Friday, 18 December 2015: 08:45
2006 (Moscone West)
Chris Balzotti1,2, Gregory Paul Asner1,2, Philip Taylor3, Rebecca J Cole4, Brooke B Osborne5, Cory C. Cleveland6, Stephen Porder7 and Alan R Townsend3, (1)Carnegie Institution for Science Washington, Washington, DC, United States, (2)Carnegie Institution for Science, Department of Global Ecology, Stanford, CA, United States, (3)University of Colorado at Boulder, Boulder, CO, United States, (4)University of Hawaii at Manoa, Honolulu, HI, United States, (5)Brown University, Department of Ecology and Evolutionary Biology, Providence, RI, United States, (6)University of Montana, Missoula, MT, United States, (7)Brown University, Providence, RI, United States
Abstract:
Tropical rainforests are reservoirs of terrestrial carbon and biodiversity. Large and often emergent trees store disproportionately large amounts of aboveground carbon and greatly influence the structure and functioning of tropical rainforests. Despite their importance, controls on the abundance and distribution of emergent trees are largely unknown across tropical landscapes. Conventional field approaches are limited in their ability to characterize patterns in emergent trees across vast landscapes with varying environmental conditions and floristic composition.

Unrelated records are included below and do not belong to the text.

//! Deserialization out of materialized values.
//!
//! Enum variants are read back the way [`ser`][crate::ser] writes them:
//! - Unit - Just the variant name as a string
//! - Newtype - Map with one pair. Key is variant name, content is the value
//! - Tuple - Map with one pair. Key is variant name, content is the tuple as an array
//! - Struct - Map with one pair. Key is variant name, content is the struct

use serde::de::value::BorrowedStrDeserializer;
use serde::de::Error as DeError;
use serde::de::*;

use crate::context::TypeContext;
use crate::error::{Error, Result};
use crate::marker::TypeTag;
use crate::value::Value;

/// Deserialize a `T` from a value. Structs whose name is registered in `context` must come from
/// a user type with the matching id.
pub fn from_value<'de, T: Deserialize<'de>>(value: &'de Value, context: &TypeContext) -> Result<T> {
    T::deserialize(ValueDeserializer { value, context })
}

#[derive(Clone, Copy)]
struct ValueDeserializer<'de, 'c> {
    value: &'de Value,
    context: &'c TypeContext,
}

impl<'de, 'c> ValueDeserializer<'de, 'c> {
    fn at(&self, value: &'de Value) -> Self {
        Self {
            value,
            context: self.context,
        }
    }

    fn unexpected(&self) -> Unexpected<'de> {
        match *self.value {
            Value::Null => Unexpected::Unit,
            Value::Bool(v) => Unexpected::Bool(v),
            Value::F32(v) => Unexpected::Float(v.into()),
            Value::F64(v) => Unexpected::Float(v),
            Value::Str(ref v) => Unexpected::Str(v),
            Value::Bin(ref v) => Unexpected::Bytes(v),
            Value::Array(_) | Value::UniformArray(..) | Value::Collection(_) => Unexpected::Seq,
            Value::Map(_) | Value::SparseArray { .. } => Unexpected::Map,
            Value::UserType { .. } => Unexpected::Other("user type"),
            Value::Reference(_) => Unexpected::Other("reference"),
            ref v => match v.as_i64() {
                Some(n) => Unexpected::Signed(n),
                None => Unexpected::Unsigned(v.as_u64().unwrap_or_default()),
            },
        }
    }
}

impl<'de, 'c> serde::Deserializer<'de> for ValueDeserializer<'de, 'c> {
    type Error = Error;

    fn is_human_readable(&self) -> bool {
        false
    }

    fn deserialize_any<V: Visitor<'de>>(self, visitor: V) -> Result<V::Value> {
        match *self.value {
            Value::Null => visitor.visit_unit(),
            Value::Bool(v) => visitor.visit_bool(v),
            Value::I8(v) => visitor.visit_i8(v),
            Value::I16(v) => visitor.visit_i16(v),
            Value::I32(v) => visitor.visit_i32(v),
            Value::I64(v) | Value::DateTime(v) => visitor.visit_i64(v),
            Value::U8(v) => visitor.visit_u8(v),
            Value::U16(v) => visitor.visit_u16(v),
            Value::U32(v) => visitor.visit_u32(v),
            Value::U64(v) => visitor.visit_u64(v),
            Value::F32(v) => visitor.visit_f32(v),
            Value::F64(v) => visitor.visit_f64(v),
            Value::Str(ref v) => visitor.visit_borrowed_str(v),
            Value::Bin(ref v) => visitor.visit_borrowed_bytes(v),
            Value::Reference(id) => Err(Error::SerdeFail(format!(
                "Identity {} refers back to a value containing it",
                id
            ))),
            Value::Array(ref items)
            | Value::UniformArray(_, ref items)
            | Value::Collection(ref items)
            | Value::UserType {
                fields: ref items, ..
            } => visitor.visit_seq(SeqAccess::new(self, items)),
            Value::Map(ref pairs) => visitor.visit_map(MapAccess::new(self, pairs)),
            Value::SparseArray { ref entries, .. } => {
                visitor.visit_map(SparseAccess::new(self, entries))
            }
        }
    }

    fn deserialize_option<V: Visitor<'de>>(self, visitor: V) -> Result<V::Value> {
        if self.value.is_null() {
            visitor.visit_none()
        } else {
            visitor.visit_some(self)
        }
    }

    fn deserialize_newtype_struct<V: Visitor<'de>>(
        self,
        _name: &'static str,
        visitor: V,
    ) -> Result<V::Value> {
        visitor.visit_newtype_struct(self)
    }

    fn deserialize_struct<V: Visitor<'de>>(
        self,
        name: &'static str,
        _fields: &'static [&'static str],
        visitor: V,
    ) -> Result<V::Value> {
        if let Value::UserType { type_id, .. } = *self.value {
            let actual = TypeTag::UserType(type_id);
            if let Some(expected) = self.context.tag_of(name) {
                if expected != actual {
                    return Err(Error::TypeMismatch { expected, actual });
                }
            }
        }
        self.deserialize_any(visitor)
    }

    fn deserialize_enum<V: Visitor<'de>>(
        self,
        _name: &'static str,
        _variants: &'static [&'static str],
        visitor: V,
    ) -> Result<V::Value> {
        match *self.value {
            Value::Str(ref variant) => visitor.visit_enum(EnumAccess {
                de: self,
                variant,
                content: None,
            }),
            Value::Map(ref pairs) if pairs.len() == 1 => {
                let (key, content) = &pairs[0];
                let variant = key.as_str().ok_or_else(|| {
                    Error::invalid_type(self.at(key).unexpected(), &"variant name")
                })?;
                visitor.visit_enum(EnumAccess {
                    de: self,
                    variant,
                    content: Some(content),
                })
            }
            _ => Err(Error::invalid_type(self.unexpected(), &"enum variant")),
        }
    }

    serde::forward_to_deserialize_any! {
        bool i8 i16 i32 i64 u8 u16 u32 u64 f32 f64 char str
        string bytes byte_buf unit unit_struct
        seq tuple tuple_struct map identifier ignored_any
    }
}

struct EnumAccess<'de, 'c> {
    de: ValueDeserializer<'de, 'c>,
    variant: &'de str,
    content: Option<&'de Value>,
}

impl<'de, 'c> serde::de::EnumAccess<'de> for EnumAccess<'de, 'c> {
    type Error = Error;
    type Variant = Self;

    fn variant_seed<V>(self, seed: V) -> Result<(V::Value, Self::Variant)>
    where
        V: DeserializeSeed<'de>,
    {
        let variant = seed.deserialize(BorrowedStrDeserializer::<Error>::new(self.variant))?;
        Ok((variant, self))
    }
}

impl<'de, 'c> EnumAccess<'de, 'c> {
    fn content(&self) -> Result<ValueDeserializer<'de, 'c>> {
        self.content.map(|v| self.de.at(v)).ok_or_else(|| {
            Error::invalid_type(Unexpected::UnitVariant, &"variant with content")
        })
    }
}

impl<'de, 'c> serde::de::VariantAccess<'de> for EnumAccess<'de, 'c> {
    type Error = Error;

    fn unit_variant(self) -> Result<()> {
        match self.content {
            None | Some(Value::Null) => Ok(()),
            Some(v) => Err(Error::invalid_type(self.de.at(v).unexpected(), &"unit variant")),
        }
    }

    fn newtype_variant_seed<T>(self, seed: T) -> Result<T::Value>
    where
        T: DeserializeSeed<'de>,
    {
        seed.deserialize(self.content()?)
    }

    fn tuple_variant<V>(self, _len: usize, visitor: V) -> Result<V::Value>
    where
        V: Visitor<'de>,
    {
        serde::Deserializer::deserialize_seq(self.content()?, visitor)
    }

    fn struct_variant<V>(self, _fields: &'static [&'static str], visitor: V) -> Result<V::Value>
    where
        V: Visitor<'de>,
    {
        serde::Deserializer::deserialize_map(self.content()?, visitor)
    }
}

struct SeqAccess<'de, 'c> {
    de: ValueDeserializer<'de, 'c>,
    iter: std::slice::Iter<'de, Value>,
}

impl<'de, 'c> SeqAccess<'de, 'c> {
    fn new(de: ValueDeserializer<'de, 'c>, items: &'de [Value]) -> Self {
        Self {
            de,
            iter: items.iter(),
        }
    }
}

impl<'de, 'c> serde::de::SeqAccess<'de> for SeqAccess<'de, 'c> {
    type Error = Error;

    fn next_element_seed<T>(&mut self, seed: T) -> Result<Option<T::Value>>
    where
        T: DeserializeSeed<'de>,
    {
        match self.iter.next() {
            Some(item) => seed.deserialize(self.de.at(item)).map(Some),
            None => Ok(None),
        }
    }

    fn size_hint(&self) -> Option<usize> {
        Some(self.iter.len())
    }
}

struct MapAccess<'de, 'c> {
    de: ValueDeserializer<'de, 'c>,
    iter: std::slice::Iter<'de, (Value, Value)>,
    value: Option<&'de Value>,
}

impl<'de, 'c> MapAccess<'de, 'c> {
    fn new(de: ValueDeserializer<'de, 'c>, pairs: &'de [(Value, Value)]) -> Self {
        Self {
            de,
            iter: pairs.iter(),
            value: None,
        }
    }
}

impl<'de, 'c> serde::de::MapAccess<'de> for MapAccess<'de, 'c> {
    type Error = Error;

    fn next_key_seed<K>(&mut self, seed: K) -> Result<Option<K::Value>>
    where
        K: DeserializeSeed<'de>,
    {
        match self.iter.next() {
            Some((k, v)) => {
                self.value = Some(v);
                seed.deserialize(self.de.at(k)).map(Some)
            }
            None => Ok(None),
        }
    }

    fn next_value_seed<V>(&mut self, seed: V) -> Result<V::Value>
    where
        V: DeserializeSeed<'de>,
    {
        let value = self
            .value
            .take()
            .ok_or_else(|| Error::SerdeFail(String::from("map value requested before its key")))?;
        seed.deserialize(self.de.at(value))
    }

    fn size_hint(&self) -> Option<usize> {
        Some(self.iter.len())
    }
}

/// Sparse arrays read as maps from index to entry.
struct SparseAccess<'de, 'c> {
    de: ValueDeserializer<'de, 'c>,
    iter: std::slice::Iter<'de, (u32, Value)>,
    value: Option<&'de Value>,
}

impl<'de, 'c> SparseAccess<'de, 'c> {
    fn new(de: ValueDeserializer<'de, 'c>, entries: &'de [(u32, Value)]) -> Self {
        Self {
            de,
            iter: entries.iter(),
            value: None,
        }
    }
}

impl<'de, 'c> serde::de::MapAccess<'de> for SparseAccess<'de, 'c> {
    type Error = Error;

    fn next_key_seed<K>(&mut self, seed: K) -> Result<Option<K::Value>>
    where
        K: DeserializeSeed<'de>,
    {
        match self.iter.next() {
            Some((index, v)) => {
                self.value = Some(v);
                seed.deserialize(IntoDeserializer::<Error>::into_deserializer(*index))
                    .map(Some)
            }
            None => Ok(None),
        }
    }

    fn next_value_seed<V>(&mut self, seed: V) -> Result<V::Value>
    where
        V: DeserializeSeed<'de>,
    {
        let value = self
            .value
            .take()
            .ok_or_else(|| Error::SerdeFail(String::from("entry requested before its index")))?;
        seed.deserialize(self.de.at(value))
    }

    fn size_hint(&self) -> Option<usize> {
        Some(self.iter.len())
    }
}

#[cfg(test)]
mod test {
    use super::*;
    use serde::Deserialize;
    use std::collections::BTreeMap;

    fn ctx() -> TypeContext {
        TypeContext::new().with_type("Point", 4)
    }

    #[derive(Debug, PartialEq, Deserialize)]
    struct Point {
        x: i32,
        y: i32,
    }

    #[test]
    fn scalars() {
        let ctx = ctx();
        assert_eq!(from_value::<bool>(&Value::Bool(true), &ctx), Ok(true));
        assert_eq!(from_value::<u8>(&Value::I32(200), &ctx), Ok(200));
        assert!(from_value::<u8>(&Value::I32(-1), &ctx).is_err());
        assert_eq!(from_value::<f64>(&Value::F32(1.5), &ctx), Ok(1.5));
        assert_eq!(from_value::<&str>(&Value::from("hi"), &ctx), Ok("hi"));
        assert_eq!(from_value::<Option<u16>>(&Value::Null, &ctx), Ok(None));
        assert_eq!(from_value::<Option<u16>>(&Value::U16(3), &ctx), Ok(Some(3)));
    }

    #[test]
    fn user_type() {
        let value = Value::UserType {
            type_id: 4,
            fields: vec![Value::I32(1), Value::I32(-2)],
        };
        assert_eq!(from_value::<Point>(&value, &ctx()), Ok(Point { x: 1, y: -2 }));
        assert_eq!(
            from_value::<Point>(&value, &TypeContext::new().with_type("Point", 5)),
            Err(Error::TypeMismatch {
                expected: TypeTag::UserType(5),
                actual: TypeTag::UserType(4)
            })
        );
    }

    #[test]
    fn struct_from_map() {
        let value = Value::Map(vec![
            (Value::from("y"), Value::I64(7)),
            (Value::from("x"), Value::U8(3)),
        ]);
        assert_eq!(from_value::<Point>(&value, &ctx()), Ok(Point { x: 3, y: 7 }));
    }

    #[test]
    fn sequences() {
        let value = Value::UniformArray(TypeTag::U16, vec![Value::U16(1), Value::U16(2)]);
        assert_eq!(from_value::<Vec<u32>>(&value, &ctx()), Ok(vec![1, 2]));
        let value = Value::SparseArray {
            len: 9,
            entries: vec![(2, Value::from("b")), (8, Value::from("h"))],
        };
        let map: BTreeMap<u32, String> = from_value(&value, &ctx()).unwrap();
        assert_eq!(map.get(&8).map(String::as_str), Some("h"));
        assert_eq!(map.len(), 2);
    }

    #[test]
    fn enums() {
        #[derive(Debug, PartialEq, Deserialize)]
        enum Shape {
            Empty,
            Circle(f64),
            Pair(u8, u8),
            Rect { w: u32, h: u32 },
        }
        let ctx = ctx();
        assert_eq!(from_value(&Value::from("Empty"), &ctx), Ok(Shape::Empty));
        let circle = Value::Map(vec![(Value::from("Circle"), Value::F64(2.0))]);
        assert_eq!(from_value(&circle, &ctx), Ok(Shape::Circle(2.0)));
        let pair = Value::Map(vec![(
            Value::from("Pair"),
            Value::Array(vec![Value::U8(1), Value::U8(2)]),
        )]);
        assert_eq!(from_value(&pair, &ctx), Ok(Shape::Pair(1, 2)));
        let rect = Value::Map(vec![(
            Value::from("Rect"),
            Value::Map(vec![
                (Value::from("w"), Value::U32(3)),
                (Value::from("h"), Value::U32(4)),
            ]),
        )]);
        assert_eq!(from_value(&rect, &ctx), Ok(Shape::Rect { w: 3, h: 4 }));
        assert!(from_value::<Shape>(&Value::I32(0), &ctx).is_err());
    }

    #[test]
    fn cyclic_reference() {
        assert!(matches!(
            from_value::<u32>(&Value::Reference(1), &ctx()),
            Err(Error::SerdeFail(_))
        ));
    }
}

Here we used a high-resolution light detection and ranging (LiDAR) sensor, aboard the Carnegie Airborne Observatory Airborne Taxonomic Mapping System (CAO-AToMS), to examine the abundance and distribution of tall emergent tree canopies (ETC) relative to surrounding tree canopies (STC), across the Osa Peninsula, a geologically and topographically diverse region of Costa Rica. The abundance of ETC was clearly influenced by fine-scale topographic variation, with distribution patterns that held across a variety of geologic substrates. Specifically, the density of ETC was much greater on lower slopes and in valleys, compared to upper slopes and ridges. Furthermore, using the CAO high-fidelity imaging spectrometer, ETC had a different spectral signature than that of the STC. Most notably, ETC had lower foliar N than STC, which was verified with an independent field survey of canopy leaf chemistry. The underlying mechanisms to explain the topographic-dependence of ETCs and linkages to canopy N are unknown, and remain an important area of research.